Abbreviations: ANP, atrial natriuretic peptide; AVP, arginine vasopressin; BNP, brain natriuretic peptide.
Source: Adapted from Rose BD, Black RM (eds): Manual of Clinical Problems in Nephrology. Boston, Little Brown, 1988.
Sections
POTASSIUM
Because potassium (K+) is the major intracellular cation, discussion of disorders of K+ balance must take into consideration changes in the exchange of intra- and extracellular K+ stores. (Extracellular K+ constitutes <2% of total-body K+ content.) Insulin, β2-adrenergic agonists, and alkalosis tend to promote K+ uptake by cells; acidosis, insulinopenia, or acute hyperosmolality (e.g., after treatment with mannitol or D50W) promotes the efflux or reduced uptake of K+. A corollary is that tissue necrosis and the attendant release of K+ can cause severe hyperkalemia, particularly in the setting of acute kidney injury. Hyperkalemia due to rhabdomyolysis is thus particularly common, due to the enormous store of K+ in muscle; hyperkalemia may also be prominent in tumor lysis syndrome.

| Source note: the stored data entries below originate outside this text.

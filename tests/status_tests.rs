use tempo::engine::{MoveEngine, TerminalStatus};

fn play(engine: &mut MoveEngine, line: &[&str]) {
    for uci in line {
        let mv = engine
            .move_from_uci(uci)
            .unwrap_or_else(|e| panic!("{uci}: {e}"));
        engine.make(mv);
    }
}

#[test]
fn knight_shuffle_reaches_threefold() {
    let mut engine = MoveEngine::start();
    let loop_once = ["b1c3", "b8c6", "c3b1", "c6b8"];

    play(&mut engine, &loop_once);
    assert_eq!(engine.repetition_count(), 2);
    assert_eq!(engine.terminal_status(), TerminalStatus::Ongoing);

    play(&mut engine, &loop_once);
    // Third visit to the starting position.
    assert_eq!(engine.repetition_count(), 3);
    assert!(engine.is_draw());
    assert_eq!(engine.terminal_status(), TerminalStatus::Draw);
    assert!(engine.legal_moves().is_empty());

    // Unwinding out of the repetition revives the game.
    engine.unmake();
    assert_eq!(engine.terminal_status(), TerminalStatus::Ongoing);
}

#[test]
fn fifty_move_rule_fires_at_the_configured_threshold() {
    let mut engine =
        MoveEngine::from_fen("4k3/8/8/8/8/8/8/4K2R w - - 50 80").unwrap();
    assert!(engine.is_draw());
    assert_eq!(engine.terminal_status(), TerminalStatus::Draw);

    // Standard play wants 100; the threshold is a field.
    engine.halfmove_draw_threshold = 100;
    assert!(!engine.is_draw());
    assert_eq!(engine.terminal_status(), TerminalStatus::Ongoing);

    let mut at_hundred =
        MoveEngine::from_fen("4k3/8/8/8/8/8/8/4K2R w - - 100 120").unwrap();
    at_hundred.halfmove_draw_threshold = 100;
    assert!(at_hundred.is_draw());
}

#[test]
fn bare_kings_and_single_minors_are_drawn() {
    for fen in [
        "4k3/8/8/8/8/8/8/4K3 w - - 0 1",          // K vs K
        "4k3/8/8/8/8/8/8/3NK3 w - - 0 1",          // K+N vs K
        "4k3/8/8/8/8/8/8/3BK3 w - - 0 1",          // K+B vs K
        "4k3/8/8/8/8/8/8/1NN1K3 w - - 0 1",        // K+NN vs bare K
    ] {
        let engine = MoveEngine::from_fen(fen).unwrap();
        assert!(engine.is_draw(), "{fen} should be a dead draw");
        assert_eq!(engine.terminal_status(), TerminalStatus::Draw, "{fen}");
    }
}

#[test]
fn mating_material_keeps_the_game_alive() {
    for fen in [
        "4k3/8/8/8/8/8/8/3QK3 w - - 0 1",          // queen
        "4k3/8/8/8/8/8/8/3RK3 w - - 0 1",          // rook
        "4k3/8/8/8/8/8/4P3/4K3 w - - 0 1",         // a single pawn
        "4k3/8/8/8/8/8/8/2NB1K2 w - - 0 1",        // bishop + knight
        "4k3/8/8/8/8/8/8/1B1B1K2 w - - 0 1",       // two bishops
        "3nk3/8/8/8/8/8/8/1NN1K3 w - - 0 1",       // two knights vs a minor
    ] {
        let engine = MoveEngine::from_fen(fen).unwrap();
        assert!(!engine.is_draw(), "{fen} still has mating material");
        assert_eq!(engine.terminal_status(), TerminalStatus::Ongoing, "{fen}");
    }
}

#[test]
fn stalemate_is_not_a_draw_by_material() {
    // Classic corner stalemate: Black to move, no moves, not in check.
    let engine = MoveEngine::from_fen("k7/2Q5/8/8/8/8/8/4K3 b - - 0 1").unwrap();
    assert!(!engine.in_check());
    assert!(engine.legal_moves().is_empty());
    assert_eq!(engine.terminal_status(), TerminalStatus::Stalemate);
}

#[test]
fn checkmate_outranks_the_move_counter_only_below_the_threshold() {
    // Mate on the board with the clock short of the threshold: checkmate.
    let mated = MoveEngine::from_fen("RR5K/8/8/8/8/8/8/k7 b - - 49 80").unwrap();
    assert_eq!(mated.terminal_status(), TerminalStatus::Checkmate);
    // At the threshold the draw rule speaks first.
    let drawn = MoveEngine::from_fen("RR5K/8/8/8/8/8/8/k7 b - - 50 80").unwrap();
    assert_eq!(drawn.terminal_status(), TerminalStatus::Draw);
}

#[test]
fn threefold_counts_positions_not_move_pairs() {
    // Reaching the same position via a transposition still counts.
    let mut engine = MoveEngine::start();
    play(&mut engine, &["g1f3", "g8f6", "f3g1", "f6g8"]);
    assert_eq!(engine.repetition_count(), 2);
    play(&mut engine, &["b1c3", "b8c6", "c3b1", "c6b8"]);
    assert_eq!(engine.repetition_count(), 3);
    assert_eq!(engine.terminal_status(), TerminalStatus::Draw);
}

The kidney plays a dominant role in K+ excretion. Although K+ is transported along the entire nephron, it is the principal cells of the connecting segment and cortical collecting duct that play a dominant role in K+ excretion. Apical Na+ entry into principal cells via the amiloride-sensitive ENaC generates a lumen-negative potential difference, which drives passive K+ exit through apical K+ channels. This relationship is key to the bedside understanding of potassium disorders. For example, decreased distal delivery of Na+ tends to blunt the ability to excrete K+, leading to hyperkalemia. Abnormalities in the renin-angiotensin-aldosterone system (RAAS) can cause both hypo- and hyperkalemia; aldosterone has a major influence on potassium excretion, increasing the activity of ENaC channels and the basolateral Na+/K+-ATPase, thus amplifying the driving force for K+ secretion across the luminal membrane of principal cells.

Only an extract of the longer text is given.